What if collecting data center telemetry was a snap?

Believe it or not, this is actually the first true big blog post since I announced I was joining Intel. That is 1.5 years of being buried over my head in all the cool things Intel does in the data center. I could write a whole different post just on how much different I see the world of computing now. But I will save that for another day.

Today is a special day. Because in the time that I have been at Intel I have been busy. Busy learning, building a team, working on the problem space around the next generation of cloud computing within our data centers.

I am part of a team at Intel that has a specific vision for where we believe the next level of cloud evolution emerges. We call this Intelligent Resource Orchestration (IRO).

IRO is the idea that the cloud components running workloads and consuming hardware can do so in a highly automated way. Less human interaction, more use of modern patterns to achieve higher density, scale, and agility. This model is made up of a few primary domains that interact with each other:

  • Watching – The collector of information. The idea that all of the hardware and software state of the components and services can be consumed. This is not necessarily a single thing, but a practice of making data about the resources (like servers) available for wide consumption.
  • Deciding – The decision maker. This domain can have a multitude of purposes but serves them is a specific pattern. Something happens and it decides if something else needs to happen. If a resource is requested, a system dies, or the load pattern on one cluster changes then something may need to happen. It is the idea that a computer has the data provided by the Watcher and the context to make a decision to change the state of the systems. This is where things like schedulers, decision engines, orchestration policies and more live.
  • Acting – The doer. This is a concept that any state that can change should be changed in an automated fashion. Exposing good APIs with good patterns is key here. The idea of reducing human intervention and directly exposing the ability to change things to the Decider’s ability to choose what happens next.
  • Learning – The iterator. This is a scary new concept to some. But with the great expanse of computing power and modern innovations in both machine and deep learning, we are approaching a period of time where the computer is a useful tool for recognizing patterns in a large set of data. We need a specific domain wired to the Watch, Decide, and Act domains and look for opportunities to evolve this loop next time around. This keeps with the concept of removing the human from the loop. What If the computer can recognize that things are changing and make recommendations to improve the next decision, the telemetry to watch, or which APIs should be called upon for action?

Here at Intel we are looking for ways to push each of the domains above closer to the reality of today’s data centers.
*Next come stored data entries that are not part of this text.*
//! Error types for spreadsheet imports

use thiserror::Error;

/// Result type for import operations
pub type Result<T> = std::result::Result<T, ImportError>;

/// Errors that can occur while building or executing an import
#[derive(Debug, Error)]
pub enum ImportError {
    /// The location did not resolve to a readable workbook
    #[error("{0} not found")]
    ResourceNotFound(String),

    /// Invalid overrides, patterns or table mapping
    #[error("{0}")]
    Configuration(String),

    /// Malformed workbook content
    #[error("{0}")]
    Parse(String),

    /// The underlying reader failed to open or read the file
    #[error("failed to open {path}: {message}")]
    Workbook { path: String, message: String },

    /// A destination rejected an insert
    #[error("failed to execute insert into {table}")]
    Execution {
        table: String,
        #[source]
        source: anyhow::Error,
    },
}

impl ImportError {
    pub(crate) fn config(message: impl Into<String>) -> Self {
        ImportError::Configuration(message.into())
    }

    pub(crate) fn parse(message: impl Into<String>) -> Self {
        ImportError::Parse(message.into())
    }

    pub(crate) fn workbook(path: &std::path::Path, err: impl std::fmt::Display) -> Self {
        ImportError::Workbook {
            path: path.display().to_string(),
            message: err.to_string(),
        }
    }
}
As we did this we recognized one key thing. All of the above sits on the foundation of data. You cannot make good decisions on where to place the next workload if the Decider is blind to the workloads running. Or maybe it is blind to the truth of how those workload interact and just makes poorer scheduling decisions. The concept of both valuable, accurate, and consumable data from the hardware and software is the key first step to decision, iteration, and change needed for IRO.

Internally we looked around at the data Intel Architecture provides and it is vast. We also recognized that we should expand this even more and look for ways to extend with more data into new areas. But, their are better questions for right now. We have a lot of telemetry, specific contextual data about our systems. But is it easy to consume for an IRO model? Could consuming this telemetry from devices, servers, and more be even easier? Would that help in building better decisioning systems for cloud?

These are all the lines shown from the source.